Background: The prognosis of patients with synchronous metastatic renal cell carcinoma (mRCC) is poor. Whereas single-agent tyrosine kinase inhibition (TKI) is clearly insufficient, the effects can be enhanced by combinations with immune checkpoint inhibitors. Innovative treatment options combining TKI and other immune-stimulating agents could prove beneficial.

Objective: To evaluate the clinical effects on metastatic disease when two doses of allogeneic monocyte-derived dendritic cells (ilixadencel) are administrated intratumorally followed by nephrectomy and treatment with sunitinib compared with nephrectomy and sunitinib monotherapy, in patients with synchronous mRCC.

Design setting and participants: A randomized (2:1) phase 2 multicenter trial enrolled 88 patients with newly diagnosed mRCC to treatment with the combination ilixadencel/sunitinib (ILIXA/SUN; 58 patients) or sunitinib alone (SUN; 30 patients).

Outcome measurements and statistical analysis: The primary endpoints were 18-mo survival rate and overall survival (OS).
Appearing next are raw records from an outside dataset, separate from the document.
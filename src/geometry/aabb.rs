use serde::{Deserialize, Serialize};

use crate::math::{Transform, Vec3};

/// An axis-aligned bounding box defined by minimum and maximum points.
///
/// Bodies cache one in world space; trimeshes and the tree broad-phase
/// store them per node.
#[derive(Debug, Clone, Copy, PartialEq, Serialize, Deserialize)]
pub struct Aabb {
    /// Minimum corner (smallest x, y, z values)
    pub min: Vec3,
    /// Maximum corner (largest x, y, z values)
    pub max: Vec3,
}

impl Default for Aabb {
    fn default() -> Self {
        Self::EMPTY
    }
}

impl Aabb {
    /// An empty AABB that contains no points
    pub const EMPTY: Self = Self {
        min: Vec3::new(f32::INFINITY, f32::INFINITY, f32::INFINITY),
        max: Vec3::new(f32::NEG_INFINITY, f32::NEG_INFINITY, f32::NEG_INFINITY),
    };

    #[inline]
    pub const fn new(min: Vec3, max: Vec3) -> Self {
        Self { min, max }
    }

    #[inline]
    pub fn from_center_half_extents(center: Vec3, half_extents: Vec3) -> Self {
        Self {
            min: center - half_extents,
            max: center + half_extents,
        }
    }

    /// Creates the tightest box around a set of points
    pub fn from_points(points: impl IntoIterator<Item = Vec3>) -> Self {
        points
            .into_iter()
            .fold(Self::EMPTY, |aabb, p| aabb.expand_to_include(p))
    }

    #[inline]
    pub fn center(self) -> Vec3 {
        (self.min + self.max) * 0.5
    }

    #[inline]
    pub fn half_extents(self) -> Vec3 {
        (self.max - self.min) * 0.5
    }

    /// Surface area, used as the tree insertion cost
    #[inline]
    pub fn surface_area(self) -> f32 {
        let size = self.max - self.min;
        2.0 * (size.x * size.y + size.y * size.z + size.z * size.x)
    }

    #[inline]
    pub fn is_empty(self) -> bool {
        self.min.x > self.max.x || self.min.y > self.max.y || self.min.z > self.max.z
    }

    #[inline]
    pub fn contains_aabb(self, other: Self) -> bool {
        self.min.x <= other.min.x
            && self.max.x >= other.max.x
            && self.min.y <= other.min.y
            && self.max.y >= other.max.y
            && self.min.z <= other.min.z
            && self.max.z >= other.max.z
    }

    /// Closed-interval overlap test; touching boxes overlap
    #[inline]
    pub fn overlaps(self, other: Self) -> bool {
        self.min.x <= other.max.x
            && self.max.x >= other.min.x
            && self.min.y <= other.max.y
            && self.max.y >= other.min.y
            && self.min.z <= other.max.z
            && self.max.z >= other.min.z
    }

    #[inline]
    pub fn union(self, other: Self) -> Self {
        Self {
            min: self.min.min(other.min),
            max: self.max.max(other.max),
        }
    }

    #[inline]
    pub fn expand_to_include(self, point: Vec3) -> Self {
        Self {
            min: self.min.min(point),
            max: self.max.max(point),
        }
    }

    /// Grows the box by a margin in all directions
    #[inline]
    pub fn expand(self, margin: f32) -> Self {
        let m = Vec3::splat(margin);
        Self {
            min: self.min - m,
            max: self.max + m,
        }
    }

    pub fn corners(self) -> [Vec3; 8] {
        [
            Vec3::new(self.min.x, self.min.y, self.min.z),
            Vec3::new(self.max.x, self.min.y, self.min.z),
            Vec3::new(self.min.x, self.max.y, self.min.z),
            Vec3::new(self.max.x, self.max.y, self.min.z),
            Vec3::new(self.min.x, self.min.y, self.max.z),
            Vec3::new(self.max.x, self.min.y, self.max.z),
            Vec3::new(self.min.x, self.max.y, self.max.z),
            Vec3::new(self.max.x, self.max.y, self.max.z),
        ]
    }

    /// World box enclosing this local box after `frame` is applied
    pub fn transformed(self, frame: Transform) -> Self {
        Self::from_points(self.corners().into_iter().map(|c| frame.point_to_world(c)))
    }

    /// Slab test for the segment `from -> to`. Returns the entry fraction in
    /// `[0, 1]` when the segment touches the box.
    pub fn segment_intersection(self, from: Vec3, to: Vec3) -> Option<f32> {
        let dir = to - from;
        let mut t_min = 0.0f32;
        let mut t_max = 1.0f32;

        for axis in 0..3 {
            if dir[axis].abs() < 1e-12 {
                if from[axis] < self.min[axis] || from[axis] > self.max[axis] {
                    return None;
                }
                continue;
            }
            let inv = 1.0 / dir[axis];
            let mut t1 = (self.min[axis] - from[axis]) * inv;
            let mut t2 = (self.max[axis] - from[axis]) * inv;
            if t1 > t2 {
                std::mem::swap(&mut t1, &mut t2);
            }
            t_min = t_min.max(t1);
            t_max = t_max.min(t2);
            if t_min > t_max {
                return None;
            }
        }

        Some(t_min)
    }
}

#[cfg(test)]
mod tests {
    use super::*;
    use crate::math::Quat;
    use std::f32::consts::FRAC_PI_4;

    #[test]
    fn test_overlaps_touching() {
        let a = Aabb::new(Vec3::ZERO, Vec3::ONE);
        let b = Aabb::new(Vec3::new(1.0, 0.0, 0.0), Vec3::new(2.0, 1.0, 1.0));
        let c = Aabb::new(Vec3::new(1.1, 0.0, 0.0), Vec3::new(2.0, 1.0, 1.0));
        assert!(a.overlaps(b));
        assert!(!a.overlaps(c));
    }

    #[test]
    fn test_from_points_and_union() {
        let a = Aabb::from_points([Vec3::new(1.0, -1.0, 0.0), Vec3::new(-2.0, 3.0, 1.0)]);
        assert_eq!(a.min, Vec3::new(-2.0, -1.0, 0.0));
        assert_eq!(a.max, Vec3::new(1.0, 3.0, 1.0));
        assert!(Aabb::EMPTY.is_empty());
        assert_eq!(Aabb::EMPTY.union(a), a);
    }

    #[test]
    fn test_transformed_rotated_box_grows() {
        let local = Aabb::from_center_half_extents(Vec3::ZERO, Vec3::ONE);
        let frame = Transform::new(Vec3::new(5.0, 0.0, 0.0), Quat::from_axis_angle(Vec3::Z, FRAC_PI_4));
        let world = local.transformed(frame);
        let expected = 2.0f32.sqrt();
        assert!((world.max.x - (5.0 + expected)).abs() < 1e-5);
        assert!((world.max.z - 1.0).abs() < 1e-5);
    }

    #[test]
    fn test_segment_intersection() {
        let aabb = Aabb::new(Vec3::ZERO, Vec3::ONE);
        let t = aabb.segment_intersection(Vec3::new(-1.0, 0.5, 0.5), Vec3::new(3.0, 0.5, 0.5));
        assert!((t.unwrap_or(f32::NAN) - 0.25).abs() < 1e-6);
        assert!(aabb
            .segment_intersection(Vec3::new(-1.0, 2.0, 0.5), Vec3::new(3.0, 2.0, 0.5))
            .is_none());
        // Segment ends before reaching the box
        assert!(aabb
            .segment_intersection(Vec3::new(-3.0, 0.5, 0.5), Vec3::new(-1.0, 0.5, 0.5))
            .is_none());
    }
}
A secondary endpoint was objective response rate (ORR) assessed up to 18 mo after enrollment. Statistic evaluations included Kaplan-Meier estimates, log-rank tests, Cox regression, and stratified Cochran-Mantel-Haenszel tests.
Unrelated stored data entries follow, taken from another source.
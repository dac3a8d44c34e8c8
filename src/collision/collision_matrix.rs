//! Symmetric "did these two bodies collide" flags keyed by body index

/// Strict lower-triangular bit table. Pair `(i, j)` with `i > j` lives at
/// `i * (i - 1) / 2 + j`, so growing the table keeps existing entries.
#[derive(Debug, Clone, Default)]
pub struct CollisionMatrix {
    flags: Vec<bool>,
    len: usize,
}

impl CollisionMatrix {
    pub fn new() -> Self {
        Self::default()
    }

    fn slot(i: usize, j: usize) -> Option<usize> {
        let (hi, lo) = if i > j { (i, j) } else { (j, i) };
        (hi != lo).then(|| hi * (hi - 1) / 2 + lo)
    }

    /// Resizes for `len` objects. New pairs start cleared.
    pub fn resize(&mut self, len: usize) {
        self.len = len;
        self.flags.resize(len * len.saturating_sub(1) / 2, false);
    }

    pub fn len(&self) -> usize {
        self.len
    }

    pub fn is_empty(&self) -> bool {
        self.len == 0
    }

    pub fn get(&self, i: usize, j: usize) -> bool {
        Self::slot(i, j)
            .and_then(|slot| self.flags.get(slot).copied())
            .unwrap_or(false)
    }

    /// Self-pairs and out-of-range pairs are ignored
    pub fn set(&mut self, i: usize, j: usize, value: bool) {
        if let Some(flag) = Self::slot(i, j).and_then(|slot| self.flags.get_mut(slot)) {
            *flag = value;
        }
    }

    pub fn reset(&mut self) {
        self.flags.iter_mut().for_each(|f| *f = false);
    }

    /// Drops object `removed` and shifts every higher index down by one
    pub fn remove_index(&mut self, removed: usize) {
        if removed >= self.len {
            return;
        }
        let mut next = Self::new();
        next.resize(self.len - 1);
        for i in 0..self.len {
            for j in 0..i {
                if i == removed || j == removed || !self.get(i, j) {
                    continue;
                }
                let shift = |k: usize| if k > removed { k - 1 } else { k };
                next.set(shift(i), shift(j), true);
            }
        }
        *self = next;
    }
}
Results and limitations: The median OS was 35.6 mo in the ILIXA/SUN arm versus 25.3 mo in the SUN arm (hazard ratio 0.73, 95% confidence interval 0.42-1.27; p = 0.25), while the 18-mo OS rates were 63% and 66% in the ILIXA/SUN and SUN arms, respectively. The confirmed ORR in the ILIXA/SUN arm were 42.2% (19/45), including three patients with complete response, versus 24.0% (six/25) in the SUN arm (p = 0.13) without complete responses. The study was not adequately powered to detect modest differences in survival.
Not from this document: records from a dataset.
use std::collections::HashMap;

use crate::math::Vec3;

use super::aabb::Aabb;

const NULL: u32 = u32::MAX;

/// A node in the tree. Leaves keep their payload id in `left`.
#[derive(Debug, Clone)]
struct BvhNode {
    aabb: Aabb,
    left: u32,
    /// `NULL` marks a leaf
    right: u32,
    parent: u32,
    height: i32,
}

impl BvhNode {
    fn is_leaf(&self) -> bool {
        self.right == NULL
    }
}

/// A dynamic AABB tree keyed by caller-chosen `u32` ids.
///
/// Triangle meshes store one leaf per triangle; the tree broad-phase stores
/// one leaf per body id. Leaves are "fat" by `margin` so small motions do
/// not force a reinsert.
#[derive(Debug, Clone)]
pub struct Bvh {
    nodes: Vec<BvhNode>,
    root: u32,
    leaves: HashMap<u32, u32>,
    free_list: Vec<u32>,
    margin: f32,
}

impl Default for Bvh {
    fn default() -> Self {
        Self::new()
    }
}

impl Bvh {
    /// Creates an empty tree with a 0.1 fattening margin
    pub fn new() -> Self {
        Self::with_margin(0.1)
    }

    pub fn with_margin(margin: f32) -> Self {
        Self {
            nodes: Vec::new(),
            root: NULL,
            leaves: HashMap::new(),
            free_list: Vec::new(),
            margin,
        }
    }

    pub fn contains(&self, id: u32) -> bool {
        self.leaves.contains_key(&id)
    }

    /// Inserts `id`; an id already present is moved to the new box
    pub fn insert(&mut self, id: u32, aabb: Aabb) {
        if self.leaves.contains_key(&id) {
            self.remove(id);
        }

        let leaf = self.allocate(BvhNode {
            aabb: aabb.expand(self.margin),
            left: id,
            right: NULL,
            parent: NULL,
            height: 0,
        });
        self.leaves.insert(id, leaf);

        if self.root == NULL {
            self.root = leaf;
            return;
        }

        let sibling = self.find_best_sibling(leaf);
        let old_parent = self.nodes[sibling as usize].parent;
        let combined = self.nodes[leaf as usize]
            .aabb
            .union(self.nodes[sibling as usize].aabb);
        let new_parent = self.allocate(BvhNode {
            aabb: combined,
            left: sibling,
            right: leaf,
            parent: old_parent,
            height: 0,
        });

        self.nodes[sibling as usize].parent = new_parent;
        self.nodes[leaf as usize].parent = new_parent;

        if old_parent == NULL {
            self.root = new_parent;
        } else {
            let node = &mut self.nodes[old_parent as usize];
            if node.left == sibling {
                node.left = new_parent;
            } else {
                node.right = new_parent;
            }
        }

        self.refit(new_parent);
    }

    /// Removes `id`; unknown ids are ignored
    pub fn remove(&mut self, id: u32) {
        let leaf = match self.leaves.remove(&id) {
            Some(leaf) => leaf,
            None => return,
        };

        if leaf == self.root {
            self.root = NULL;
            self.free_list.push(leaf);
            return;
        }

        let parent = self.nodes[leaf as usize].parent;
        let grandparent = self.nodes[parent as usize].parent;
        let sibling = if self.nodes[parent as usize].left == leaf {
            self.nodes[parent as usize].right
        } else {
            self.nodes[parent as usize].left
        };

        if grandparent == NULL {
            self.root = sibling;
            self.nodes[sibling as usize].parent = NULL;
        } else {
            let node = &mut self.nodes[grandparent as usize];
            if node.left == parent {
                node.left = sibling;
            } else {
                node.right = sibling;
            }
            self.nodes[sibling as usize].parent = grandparent;
            self.refit(grandparent);
        }

        self.free_list.push(leaf);
        self.free_list.push(parent);
    }

    /// Moves a leaf when its box escaped the fat box. Returns true when the
    /// tree changed.
    pub fn update(&mut self, id: u32, aabb: Aabb) -> bool {
        match self.leaves.get(&id) {
            Some(&leaf) if self.nodes[leaf as usize].aabb.contains_aabb(aabb) => false,
            _ => {
                self.insert(id, aabb);
                true
            }
        }
    }

    /// Every pair of leaves whose fat boxes overlap, smaller id first
    pub fn query_pairs(&self, pairs: &mut Vec<(u32, u32)>) {
        for (&id, &leaf) in &self.leaves {
            let aabb = self.nodes[leaf as usize].aabb;
            self.query_aabb(aabb, |other| {
                if id < other {
                    pairs.push((id, other));
                }
            });
        }
    }

    /// Calls `callback` with every leaf id whose box overlaps `aabb`
    pub fn query_aabb(&self, aabb: Aabb, mut callback: impl FnMut(u32)) {
        self.traverse(|node| node.aabb.overlaps(aabb), &mut callback);
    }

    /// Calls `callback` with every leaf id whose box the segment touches
    pub fn query_segment(&self, from: Vec3, to: Vec3, mut callback: impl FnMut(u32)) {
        self.traverse(
            |node| node.aabb.segment_intersection(from, to).is_some(),
            &mut callback,
        );
    }

    fn traverse(&self, mut accept: impl FnMut(&BvhNode) -> bool, callback: &mut impl FnMut(u32)) {
        if self.root == NULL {
            return;
        }

        let mut stack = vec![self.root];
        while let Some(current) = stack.pop() {
            let node = &self.nodes[current as usize];
            if !accept(node) {
                continue;
            }
            if node.is_leaf() {
                callback(node.left);
            } else {
                stack.push(node.left);
                stack.push(node.right);
            }
        }
    }

    fn allocate(&mut self, node: BvhNode) -> u32 {
        if let Some(index) = self.free_list.pop() {
            self.nodes[index as usize] = node;
            index
        } else {
            self.nodes.push(node);
            (self.nodes.len() - 1) as u32
        }
    }

    /// Surface-area heuristic descent
    fn find_best_sibling(&self, leaf: u32) -> u32 {
        let leaf_aabb = self.nodes[leaf as usize].aabb;
        let mut best = self.root;
        let mut best_cost = leaf_aabb.union(self.nodes[best as usize].aabb).surface_area();

        let mut stack = vec![self.root];
        while let Some(current) = stack.pop() {
            let node = &self.nodes[current as usize];
            let combined_cost = leaf_aabb.union(node.aabb).surface_area();

            if combined_cost < best_cost {
                best = current;
                best_cost = combined_cost;
            }

            if !node.is_leaf() {
                let inherited = combined_cost - node.aabb.surface_area();
                let left_cost =
                    leaf_aabb.union(self.nodes[node.left as usize].aabb).surface_area() + inherited;
                let right_cost =
                    leaf_aabb.union(self.nodes[node.right as usize].aabb).surface_area() + inherited;

                if left_cost < best_cost || right_cost < best_cost {
                    stack.push(node.left);
                    stack.push(node.right);
                }
            }
        }

        best
    }

    fn refit(&mut self, start: u32) {
        let mut current = start;

        while current != NULL {
            let node = &self.nodes[current as usize];
            if !node.is_leaf() {
                let left = &self.nodes[node.left as usize];
                let right = &self.nodes[node.right as usize];
                let aabb = left.aabb.union(right.aabb);
                let height = 1 + left.height.max(right.height);
                let node = &mut self.nodes[current as usize];
                node.aabb = aabb;
                node.height = height;
            }
            current = self.nodes[current as usize].parent;
        }
    }

    pub fn len(&self) -> usize {
        self.leaves.len()
    }

    pub fn is_empty(&self) -> bool {
        self.leaves.is_empty()
    }

    pub fn clear(&mut self) {
        self.nodes.clear();
        self.root = NULL;
        self.leaves.clear();
        self.free_list.clear();
    }
}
Conclusions: The study failed to meet its primary endpoints. However, ilixadencel in combination with sunitinib was associated with a numerically higher, nonsignificant, confirmed response rate, including complete responses, compared with sunitinib monotherapy.

Patient summary: We studied the effects of intratumoral vaccination with ilixadencel followed by sunitinib versus sunitinib only in a randomized phase 2 study. The combination treatment showed numerically higher numbers of confirmed responses, suggesting an immunologic effect.

Keywords: Allogeneic dendritic cells; Ilixadencel; Intratumoral administration; Metastatic renal cell carcinoma; Off the shelf; Phase 2 trial; Randomized; Sunitinib.